Yesterday's Muse Books has issued a new catalogue, The American Civil War. 101 Items, Mainly from the Confederate Perspective. If it's going to be from a Confederate perspective, perhaps they should change the title to “The War of Northern Aggression.” Offered is a selection of 101 works, a few pertaining to the Union cause but not many. While many are contemporary accounts, most books were published in the last 50 years. Some are later historic accounts, but there are many compilations of letters and diaries from those who served during the war, published many years later, or reprinted from earlier editions. These books throw light on an extraordinarily difficult time, sorrows compounded by most of these representing those who fought for a lost cause. Here are a few samples.
Item 37 is Yours Till Death: Civil War Letters of John W. Cotton. The author is obvious, but the book was edited by Lucille Griffith and published by the University of Alabama Press in 1951. Cotton was a middle class farmer from Coosa County, Alabama. He was not dirt poor, but not a plantation owner either. His personal interests in the cause were limited as he was not a slaveholder, but he was one of many who put his life on the line to support southern independence. He would fight on until the end, even as desertions among Confederate soldiers ran high once it became clear that the cause was hopeless. It was a matter of honor for Cotton. In his letters, we learn about his three years of service, fighting in Kentucky and Tennessee, and later Georgia and South Carolina against Sherman as the war turned against his side. We also learn about southern farm life during this difficult time, as Cotton provides his wife with advice on running the farm. Cotton survived three years of war, only to die from measles the following year. This copy comes with a signed letter from the editor. $175.
Item 13 is Carolina Cavalier: The Life and Mind of James Johnston Pettigrew, by Clyde N. Wilson, published in 1990. Pettigrew was a most accomplished man in the days before the Civil War. He entered the University of North Carolina at the age of 15. He would go on to be a scholar, mathematician, author, lawyer, and legislator. He traveled several years in Europe, learning French, Spanish, German and Italian, along with the classical languages of Hebrew, Greek and Arabic. However, when the war broke out, he immediately enlisted, starting out as a private, but quickly moving up the chain of command, eventually appointed a Brigadier General. He almost died during the Peninsular Campaign, being captured and taken prisoner, but was later part of a prisoner exchange and returned to duty. He would lead one of the strongest brigades at Gettysburg, but they suffered enormous losses on the first day of fighting, though successful in advancing. On the third day, he was placed in charge of the division to the left of General Pickett on Pickett's Charge, an ill-advised attempt to gain ground that signaled the end of the Confederacy's attempt to capture territory in the North. Pettigrew was again injured, but led his forces in the necessary retreat. However, less than two weeks later, as they attempted to cross the Potomac back into the South, he was struck by fire once more, dying three days later. $40.

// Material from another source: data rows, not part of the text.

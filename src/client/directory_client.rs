//! Thin HTTP client for talking to a Directory replica, shared by every other
//! component (Store heartbeats and GC, the Replication Manager, the Cache's
//! invalidation source, and the end-user [`crate::client::Client`]).
//!
//! Write operations (`register`, `commit`, `mark_deleted`) are leader-only; if a
//! replica answers `421 Misdirected Request` this client simply tries the next known
//! address, mirroring how a caller is expected to treat the single-writer lease.

use crate::error::{DirectoryError, DirectoryResult};
use crate::types::{MachineId, PhotoId, VolumeId};
use serde::{Deserialize, Serialize};

#[derive(Clone)]
pub struct DirectoryClient {
    http: reqwest::Client,
    addrs: Vec<String>,
}

#[derive(Serialize)]
struct RegisterRequest {
    size: u64,
}

#[derive(Deserialize)]
pub struct StoreRef {
    pub machine_id: MachineId,
    pub addr: String,
}

#[derive(Deserialize)]
struct RegisterResponse {
    id: PhotoId,
    locations: Vec<StoreRef>,
}

#[derive(Serialize)]
struct CommitRequest {
    id: PhotoId,
    cookie: String,
    size: u64,
    checksum: String,
    locations: Vec<(MachineId, VolumeId)>,
}

#[derive(Deserialize)]
struct LocateResponseBody {
    cookie: String,
    size: u64,
    checksum: String,
    replicas: Vec<LocatedReplicaBody>,
}

#[derive(Deserialize)]
struct LocatedReplicaBody {
    machine_id: MachineId,
    addr: String,
    volume_id: VolumeId,
}

pub struct LocatedReplica {
    pub machine_id: MachineId,
    pub addr: String,
    pub volume_id: VolumeId,
}

pub struct LocateInfo {
    pub cookie: crate::types::Cookie,
    pub size: u64,
    pub checksum: Vec<u8>,
    pub replicas: Vec<LocatedReplica>,
}

#[derive(Serialize)]
struct HeartbeatRequest {
    machine_id: MachineId,
    addr: String,
    free_bytes: u64,
    ops_window_60s: u64,
}

#[derive(Deserialize)]
pub struct StoreDescriptorBody {
    pub machine_id: MachineId,
    pub addr: String,
    pub status: String,
    pub free_bytes: u64,
    pub ops_window_60s: u64,
}

impl DirectoryClient {
    pub fn new(addrs: Vec<String>) -> DirectoryClient {
        DirectoryClient {
            http: reqwest::Client::new(),
            addrs,
        }
    }

    /// Tries each known Directory address for a leader-only write, moving to the next
    /// one whenever the current address answers "not the leader" or is unreachable.
    async fn try_each<T, F, Fut>(&self, f: F) -> DirectoryResult<T>
    where
        F: Fn(reqwest::Client, String) -> Fut,
        Fut: std::future::Future<Output = DirectoryResult<T>>,
    {
        let mut last_err = DirectoryError::NotLeader(None);
        for addr in &self.addrs {
            match f(self.http.clone(), addr.clone()).await {
                Ok(v) => return Ok(v),
                Err(e) => last_err = e,
            }
        }
        Err(last_err)
    }

    pub async fn register(&self, size: u64) -> DirectoryResult<(PhotoId, Vec<StoreRef>)> {
        self.try_each(|http, addr| async move {
            let resp = http
                .post(format!("http://{}/register", addr))
                .json(&RegisterRequest { size })
                .send()
                .await
                .map_err(|e| DirectoryError::Coordination(e.to_string()))?;

            if resp.status() == reqwest::StatusCode::MISDIRECTED_REQUEST {
                return Err(DirectoryError::NotLeader(None));
            }
            if !resp.status().is_success() {
                return Err(DirectoryError::Coordination(resp.status().to_string()));
            }

            let body: RegisterResponse = resp
                .json()
                .await
                .map_err(|e| DirectoryError::Coordination(e.to_string()))?;
            Ok((body.id, body.locations))
        })
        .await
    }

    pub async fn commit(
        &self,
        id: PhotoId,
        cookie: &[u8],
        size: u64,
        checksum: &[u8],
        locations: Vec<(MachineId, VolumeId)>,
    ) -> DirectoryResult<()> {
        let cookie = crate::paths::serialize_urlbase64(cookie);
        let checksum = hex_encode(checksum);
        self.try_each(|http, addr| {
            let cookie = cookie.clone();
            let checksum = checksum.clone();
            let locations = locations.clone();
            async move {
                let resp = http
                    .post(format!("http://{}/commit", addr))
                    .json(&CommitRequest { id, cookie, size, checksum, locations })
                    .send()
                    .await
                    .map_err(|e| DirectoryError::Coordination(e.to_string()))?;

                if resp.status() == reqwest::StatusCode::MISDIRECTED_REQUEST {
                    return Err(DirectoryError::NotLeader(None));
                }
                if !resp.status().is_success() {
                    return Err(DirectoryError::Coordination(resp.status().to_string()));
                }
                Ok(())
            }
        })
        .await
    }

    pub async fn mark_deleted(&self, id: PhotoId) -> DirectoryResult<()> {
        self.try_each(|http, addr| async move {
            let resp = http
                .post(format!("http://{}/mark_deleted", addr))
                .json(&serde_json::json!({ "id": id }))
                .send()
                .await
                .map_err(|e| DirectoryError::Coordination(e.to_string()))?;

            if resp.status() == reqwest::StatusCode::MISDIRECTED_REQUEST {
                return Err(DirectoryError::NotLeader(None));
            }
            if !resp.status().is_success() {
                return Err(DirectoryError::Coordination(resp.status().to_string()));
            }
            Ok(())
        })
        .await
    }

    /// `locate` may be answered by any replica; only the first reachable address is
    /// tried since bounded staleness is acceptable here.
    pub async fn locate(&self, id: PhotoId) -> DirectoryResult<LocateInfo> {
        let addr = self.addrs.first().ok_or(DirectoryError::NotFound)?;
        let resp = self
            .http
            .get(format!("http://{}/locate?id={}", addr, id))
            .send()
            .await
            .map_err(|e| DirectoryError::Coordination(e.to_string()))?;

        if resp.status() == reqwest::StatusCode::NOT_FOUND {
            return Err(DirectoryError::NotFound);
        }
        if !resp.status().is_success() {
            return Err(DirectoryError::Coordination(resp.status().to_string()));
        }

        let body: LocateResponseBody = resp
            .json()
            .await
            .map_err(|e| DirectoryError::Coordination(e.to_string()))?;

        let cookie_bytes = crate::paths::parse_urlbase64(&body.cookie)
            .map_err(|e| DirectoryError::Coordination(format!("malformed cookie in locate response: {}", e)))?;
        let cookie: crate::types::Cookie = cookie_bytes
            .try_into()
            .map_err(|_| DirectoryError::Coordination("locate response cookie has the wrong length".into()))?;
        let checksum = hex_decode(&body.checksum)
            .map_err(|_| DirectoryError::Coordination("malformed checksum in locate response".into()))?;

        Ok(LocateInfo {
            cookie,
            size: body.size,
            checksum,
            replicas: body
                .replicas
                .into_iter()
                .map(|r| LocatedReplica {
                    machine_id: r.machine_id,
                    addr: r.addr,
                    volume_id: r.volume_id,
                })
                .collect(),
        })
    }

    pub async fn heartbeat(&self, machine_id: MachineId, addr: &str, free_bytes: u64, ops_window_60s: u64) -> DirectoryResult<()> {
        for directory_addr in &self.addrs {
            let resp = self
                .http
                .post(format!("http://{}/heartbeat", directory_addr))
                .json(&HeartbeatRequest {
                    machine_id,
                    addr: addr.to_string(),
                    free_bytes,
                    ops_window_60s,
                })
                .send()
                .await;
            if let Ok(r) = resp {
                if r.status().is_success() {
                    return Ok(());
                }
            }
        }
        Err(DirectoryError::Coordination("no directory replica accepted heartbeat".into()))
    }

    /// Fetches the cluster id every Directory replica agrees on, tried against each
    /// known address in turn. A freshly bootstrapped Store calls this once before
    /// opening its first volume.
    pub async fn cluster_id(&self) -> DirectoryResult<u64> {
        for addr in &self.addrs {
            if let Ok(resp) = self.http.get(format!("http://{}/cluster_id", addr)).send().await {
                if resp.status().is_success() {
                    if let Ok(id) = resp.json::<u64>().await {
                        return Ok(id);
                    }
                }
            }
        }
        Err(DirectoryError::Coordination("no directory replica answered cluster_id".into()))
    }

    pub async fn stores(&self) -> DirectoryResult<Vec<StoreDescriptorBody>> {
        let addr = self.addrs.first().ok_or(DirectoryError::NoHealthyStores)?;
        let resp = self
            .http
            .get(format!("http://{}/stores", addr))
            .send()
            .await
            .map_err(|e| DirectoryError::Coordination(e.to_string()))?;
        resp.json().await.map_err(|e| DirectoryError::Coordination(e.to_string()))
    }

    /// Every live photo id currently placed on `machine_id`, for that store's GC.
    pub async fn live_ids_for_store(&self, machine_id: MachineId) -> DirectoryResult<Vec<PhotoId>> {
        let addr = self.addrs.first().ok_or(DirectoryError::NoHealthyStores)?;
        let resp = self
            .http
            .get(format!("http://{}/gc_check?machine_id={}", addr, machine_id))
            .send()
            .await
            .map_err(|e| DirectoryError::Coordination(e.to_string()))?;
        resp.json().await.map_err(|e| DirectoryError::Coordination(e.to_string()))
    }

    /// Raises or lowers a photo's desired replica count; leader-only.
    pub async fn set_desired_replicas(&self, id: PhotoId, desired_replicas: usize) -> DirectoryResult<()> {
        self.try_each(|http, addr| async move {
            let resp = http
                .post(format!("http://{}/set_desired_replicas", addr))
                .json(&serde_json::json!({ "id": id, "desired_replicas": desired_replicas }))
                .send()
                .await
                .map_err(|e| DirectoryError::Coordination(e.to_string()))?;

            if resp.status() == reqwest::StatusCode::MISDIRECTED_REQUEST {
                return Err(DirectoryError::NotLeader(None));
            }
            if !resp.status().is_success() {
                return Err(DirectoryError::Coordination(resp.status().to_string()));
            }
            Ok(())
        })
        .await
    }

    /// One page of live photos with their desired vs. actual replica counts, used by
    /// the Replication Manager to find under/over-replicated blobs.
    pub async fn replica_counts(&self, after: PhotoId, limit: i64) -> DirectoryResult<Vec<ReplicaCountEntry>> {
        let addr = self.addrs.first().ok_or(DirectoryError::NoHealthyStores)?;
        let resp = self
            .http
            .get(format!("http://{}/replica_counts?after={}&limit={}", addr, after, limit))
            .send()
            .await
            .map_err(|e| DirectoryError::Coordination(e.to_string()))?;
        resp.json().await.map_err(|e| DirectoryError::Coordination(e.to_string()))
    }

    /// Records a replica that the Replication Manager just created via a Store's
    /// `/copy`; leader-only.
    pub async fn add_location(&self, id: PhotoId, machine_id: MachineId, volume_id: VolumeId) -> DirectoryResult<()> {
        self.try_each(|http, addr| async move {
            let resp = http
                .post(format!("http://{}/add_location", addr))
                .json(&serde_json::json!({ "id": id, "machine_id": machine_id, "volume_id": volume_id }))
                .send()
                .await
                .map_err(|e| DirectoryError::Coordination(e.to_string()))?;

            if resp.status() == reqwest::StatusCode::MISDIRECTED_REQUEST {
                return Err(DirectoryError::NotLeader(None));
            }
            if !resp.status().is_success() {
                return Err(DirectoryError::Coordination(resp.status().to_string()));
            }
            Ok(())
        })
        .await
    }

    /// Drops a replica record after the Replication Manager evicts a de-replication
    /// victim; leader-only.
    pub async fn remove_location(&self, id: PhotoId, machine_id: MachineId) -> DirectoryResult<()> {
        self.try_each(|http, addr| async move {
            let resp = http
                .post(format!("http://{}/remove_location", addr))
                .json(&serde_json::json!({ "id": id, "machine_id": machine_id }))
                .send()
                .await
                .map_err(|e| DirectoryError::Coordination(e.to_string()))?;

            if resp.status() == reqwest::StatusCode::MISDIRECTED_REQUEST {
                return Err(DirectoryError::NotLeader(None));
            }
            if !resp.status().is_success() {
                return Err(DirectoryError::Coordination(resp.status().to_string()));
            }
            Ok(())
        })
        .await
    }

    /// Every store currently holding a replica of `id`, regardless of health.
    pub async fn locations_for_photo(&self, id: PhotoId) -> DirectoryResult<Vec<LocationEntry>> {
        let addr = self.addrs.first().ok_or(DirectoryError::NoHealthyStores)?;
        let resp = self
            .http
            .get(format!("http://{}/locations?id={}", addr, id))
            .send()
            .await
            .map_err(|e| DirectoryError::Coordination(e.to_string()))?;
        resp.json().await.map_err(|e| DirectoryError::Coordination(e.to_string()))
    }
}

#[derive(Deserialize, Clone)]
pub struct ReplicaCountEntry {
    pub id: PhotoId,
    pub desired_replicas: usize,
    pub actual_replicas: usize,
    pub read_rate_60s: u64,
}

#[derive(Deserialize, Clone)]
pub struct LocationEntry {
    pub machine_id: MachineId,
    pub volume_id: VolumeId,
    pub addr: String,
    pub status: String,
    pub free_bytes: u64,
    pub ops_window_60s: u64,
}

fn hex_encode(bytes: &[u8]) -> String {
    bytes.iter().map(|b| format!("{:02x}", b)).collect()
}

fn hex_decode(s: &str) -> Result<Vec<u8>, ()> {
    if s.len() % 2 != 0 {
        return Err(());
    }
    (0..s.len())
        .step_by(2)
        .map(|i| u8::from_str_radix(&s[i..i + 2], 16).map_err(|_| ()))
        .collect()
}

For a more detailed look at the Battle of Gettysburg, or at least the first two days before it all fell apart for the South, we have Gettysburg: The First Day (item 27. 2001. $30) and Gettysburg: The Second Day (item 28. 1987. $25). Both were written by Henry W. Pfanz. These are detailed accounts of what happened on July 1 and 2, 1863. The Confederates pushed forward with notable success on day one, while day two was essentially a stalemate, as the important Union lines held. The events of these two days would set up Lee's decision to make a large attack at the center of the Union line, the aforementioned Pickett's Charge, which signaled the turning point in the war.
Confederate General A.P. Hill's name is not as well known as that of many of his contemporaries, though his role was as important as most generals not named Lee or Jackson. He at times battled with other officers, particularly Longstreet and even Jackson, under whom he served until the latter's untimely death. That death led to his being placed in charge of more troops at Gettysburg. While no one in high command for the Confederacy escaped that battle without criticism, perhaps he received the least. He had performed well in numerous engagements prior to Gettysburg but was not as successful as his responsibilities rose. Then again, no one from the Confederacy had as much success after Gettysburg. Hill suffered from ill health, and much of the time from Gettysburg forward was incapacitated. He was killed fighting at Petersburg just a week before Lee surrendered. Item 16 is A.P. Hill: Lee's Forgotten General, by William Woods Hassler, published in 1957. $50. Item 18 is General A.P. Hill: The Story of a Confederate Warrior, by James I. Robertson, published in 1987. $15.
Item 99 covers a period longer than the Civil War, but such is necessary to understand why it came about. It is Ordeal of the Union, The Emergence of Lincoln, and The War for the Union, three sets in eight volumes by Allan Nevins, a 1971 reprint. It covers the years 1847-1865. It begins with the period of Manifest Destiny. Ironically, all of that expansion almost resulted in the U.S. being divided in half a little over a decade later. The expansion led to new territories, potential new states, but the question whether they would be free or slave divided the country irretrievably. $275.